Atlantic Air's claim is brought pursuant to under 29 U.S.C. § 1132(a)(3). Section 1132(a)(3) allows "a participant, beneficiary, or fiduciary" to bring a civil action challenging other violations of ERISA. The Supreme Court has construed these provisions narrowly to allow only the stated categories of parties to sue for relief directly under ERISA. See Franchise Tax Bd. v. Construction Laborers Vacation Trust for S. Cal., 463 U.S. 1, 27 (1983) ("ERISA carefully enumerates the parties entitled to seek relief under [§ 502(a)(3)]; it does not provide anyone other than participants, beneficiaries, or fiduciaries with an express cause of action. . . ."). The Second Circuit has followed on these well-marked paths, stating that § 1132(a)(3) "names only three classes of persons who may commence an action," those being: (1) a participant or beneficiary, (2) the Secretary of Labor, and (3) a fiduciary. Chemung Canal Trust Co. v. Sovran Bank/Maryland, 939 F.2d 12, 14 (2d Cir. 1991); see also Harris Trust Sav. Bank v. Salomon Smith Barney, Inc., 530 U.S. 238, 247 (2000) (finding that ERISA Section 502(a)(3) strictly limits the "universe of plaintiffs who may bring certain civil actions."); Franchise Tax Bd., 463 U.S. at 27 ("ERISA carefully enumerates the parties entitled to seek relief under [§ 502(a)(3)]; it does not provide anyone other than participants, beneficiaries, or fiduciaries with an express cause of action. . . ."); Nechis v. Oxford Health Plans, Inc., 421 F.3d 96, 100 (2d Cir. 2005) (holding that only members of the enumerated classes have standing to bring a civil action under ERISA Section 502(a)(3)); Tuvia Convalescent Ctr. v. National Union of Hosp. Health Care Employees, 717 F.2d 726, 729-30 (2d Cir. 1983); Pressroom Unions-Printers League Income Sec. Fund v. Continental Assurance Co., 700 F.2d 889, 892 (2d Cir. 1983) (rejecting standing of the Plan itself on grounds that § 1132(a) limits standing to a participant, beneficiary or fiduciary); Park v. Trustees of 1199 Seiu Health Care Employees Pension Fund, 418 F. Supp. 2d 343, 351-52 (S.D.N.Y. 2005).

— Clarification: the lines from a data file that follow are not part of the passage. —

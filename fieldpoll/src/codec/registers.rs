use super::ByteOrder;

/// decode a `u8` from one byte
pub fn decode_u8(byte: u8) -> u8 {
    byte
}

/// decode an `i8` from one byte
pub fn decode_i8(byte: u8) -> i8 {
    i8::from_be_bytes([byte])
}

/// decode a `u16` from one register
pub fn decode_u16(bytes: [u8; 2], order: ByteOrder) -> u16 {
    match order {
        ByteOrder::Natural => u16::from_be_bytes(bytes),
        ByteOrder::Swapped => u16::from_le_bytes(bytes),
    }
}

/// decode an `i16` from one register
pub fn decode_i16(bytes: [u8; 2], order: ByteOrder) -> i16 {
    decode_u16(bytes, order) as i16
}

/// decode a `u32` from two registers
pub fn decode_u32(bytes: [u8; 4], order: ByteOrder) -> u32 {
    match order {
        ByteOrder::Natural => u32::from_be_bytes(bytes),
        ByteOrder::Swapped => u32::from_be_bytes([bytes[1], bytes[0], bytes[3], bytes[2]]),
    }
}

/// decode an `i32` from two registers
pub fn decode_i32(bytes: [u8; 4], order: ByteOrder) -> i32 {
    decode_u32(bytes, order) as i32
}

/// decode an IEEE-754 `f32` from two registers
pub fn decode_f32(bytes: [u8; 4], order: ByteOrder) -> f32 {
    f32::from_bits(decode_u32(bytes, order))
}

/// encode a `u16` into one register
pub fn encode_u16(value: u16, order: ByteOrder) -> [u8; 2] {
    match order {
        ByteOrder::Natural => value.to_be_bytes(),
        ByteOrder::Swapped => value.to_le_bytes(),
    }
}

/// encode an `i16` into one register
pub fn encode_i16(value: i16, order: ByteOrder) -> [u8; 2] {
    encode_u16(value as u16, order)
}

/// encode a `u32` into two registers
pub fn encode_u32(value: u32, order: ByteOrder) -> [u8; 4] {
    let [a, b, c, d] = value.to_be_bytes();
    match order {
        ByteOrder::Natural => [a, b, c, d],
        ByteOrder::Swapped => [b, a, d, c],
    }
}

/// encode an `i32` into two registers
pub fn encode_i32(value: i32, order: ByteOrder) -> [u8; 4] {
    encode_u32(value as u32, order)
}

/// encode an IEEE-754 `f32` into two registers
pub fn encode_f32(value: f32, order: ByteOrder) -> [u8; 4] {
    encode_u32(value.to_bits(), order)
}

The term "participant" is statutorily defined as "any employee or former employee of an employer, . . . who is or may become eligible to receive a benefit of any type from an employee benefit plan. . . ." ERISA § 3(7), 29 U.S.C. § 1002(7). The term "beneficiary" means "a person designated by a participant, or by the terms of an employee benefit plan, who is or may become entitled to a benefit thereunder." Id. § 1002(8).

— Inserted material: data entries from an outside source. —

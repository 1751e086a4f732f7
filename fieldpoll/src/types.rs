use crate::error::{ConfigError, RequestError};

/// Modbus unit identifier, just a type-safe wrapper around `u8`
#[derive(Clone, Copy, Debug, PartialEq, PartialOrd, Ord, Eq, Hash)]
#[cfg_attr(feature = "serialization", derive(serde::Serialize, serde::Deserialize))]
pub struct UnitId {
    /// underlying raw value
    pub value: u8,
}

impl UnitId {
    /// create a unit id
    pub const fn new(value: u8) -> Self {
        Self { value }
    }

    /// the broadcast address, 0
    pub const fn broadcast() -> Self {
        Self { value: 0x00 }
    }

    /// true if this is the broadcast address
    pub fn is_broadcast(self) -> bool {
        self.value == 0
    }
}

impl Default for UnitId {
    fn default() -> Self {
        Self { value: 0xFF }
    }
}

impl std::fmt::Display for UnitId {
    fn fmt(&self, f: &mut std::fmt::Formatter) -> std::fmt::Result {
        write!(f, "{:#04X}", self.value)
    }
}

/// Start address, sub-address offset and count of a request
///
/// For the standard function codes the wire address is `address + offset`. For the
/// vendor extension `offset` is a bit position counted from the register at `address`.
#[derive(Clone, Copy, Debug, PartialEq, Eq)]
pub struct DataRange {
    /// start address
    pub address: u16,
    /// offset added to the start address
    pub offset: u16,
    /// number of bits or registers
    pub count: u16,
}

impl DataRange {
    /// create a range
    pub fn new(address: u16, offset: u16, count: u16) -> Self {
        Self {
            address,
            offset,
            count,
        }
    }

    /// wire start address of a standard request
    pub(crate) fn start(&self) -> Result<u16, RequestError> {
        self.address
            .checked_add(self.offset)
            .ok_or(RequestError::InvalidConfiguration(ConfigError::AddressOverflow))
    }

    /// validate the count against a protocol maximum and the address space
    pub(crate) fn validate(&self, max: u16) -> Result<u16, RequestError> {
        if self.count == 0 {
            return Err(ConfigError::CountOfZero.into());
        }
        if self.count > max {
            return Err(ConfigError::CountTooLarge {
                count: self.count,
                max,
            }
            .into());
        }
        let start = self.start()?;
        // the last address must be representable
        if start as u32 + self.count as u32 - 1 > u16::MAX as u32 {
            return Err(ConfigError::AddressOverflow.into());
        }
        Ok(start)
    }
}

impl std::fmt::Display for DataRange {
    fn fmt(&self, f: &mut std::fmt::Formatter) -> std::fmt::Result {
        write!(
            f,
            "address: {:#06X} offset: {} count: {}",
            self.address, self.offset, self.count
        )
    }
}

#[cfg(test)]
mod tests {
    use super::*;

    #[test]
    fn start_adds_offset() {
        assert_eq!(DataRange::new(0x10, 3, 1).start(), Ok(0x13));
        assert!(DataRange::new(0xFFFF, 1, 1).start().is_err());
    }

    #[test]
    fn validates_count() {
        assert_eq!(
            DataRange::new(0, 0, 0).validate(10),
            Err(RequestError::InvalidConfiguration(ConfigError::CountOfZero))
        );
        assert_eq!(
            DataRange::new(0, 0, 11).validate(10),
            Err(RequestError::InvalidConfiguration(
                ConfigError::CountTooLarge { count: 11, max: 10 }
            ))
        );
        assert_eq!(DataRange::new(0xFFFF, 0, 1).validate(10), Ok(0xFFFF));
        assert!(DataRange::new(0xFFFF, 0, 2).validate(10).is_err());
    }
}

There is no provision for an employer to bring an action under this section. See 29 U.S.C. § 1132(a)(1)-(9); 29 U.S.C. § 1002 (defining "employer"); Tuvia, 717 F.2d at 729-30; Amalgamated Cotton Garment Allied Industries Retirement Fund v. Youngworld Stores Group, Inc., No. 99 Civ. 3852 (RCC), 2001 WL 314650, at *3 (S.D.N.Y. Mar. 30, 2001). Second Circuit precedent is clear that the focus is "not on whether the legislative history reveals that Congress intended to prevent actions by employers or other parties, but instead on whether there is any indication that the legislature intended to grant subject matter jurisdiction over suits by employers, funds, or other parties not listed in [Section] 1132(e)(1)." Id. at 730 (emphasis in original). In Tuvia, the Second Circuit reaffirmed its holding in Pressroom, that "ERISA's legislative history is silent on both these questions . . . and we therefore conclude that absent such expression [Section] 1132(e)(1) should be viewed as an exclusive jurisdictional grant." Tuvia, 717 F.2d at 730 (citing Pressroom, 700 F.2d at 892). Thus, at least as a general rule within the Second Circuit, employers have no standing to sue under ERISA.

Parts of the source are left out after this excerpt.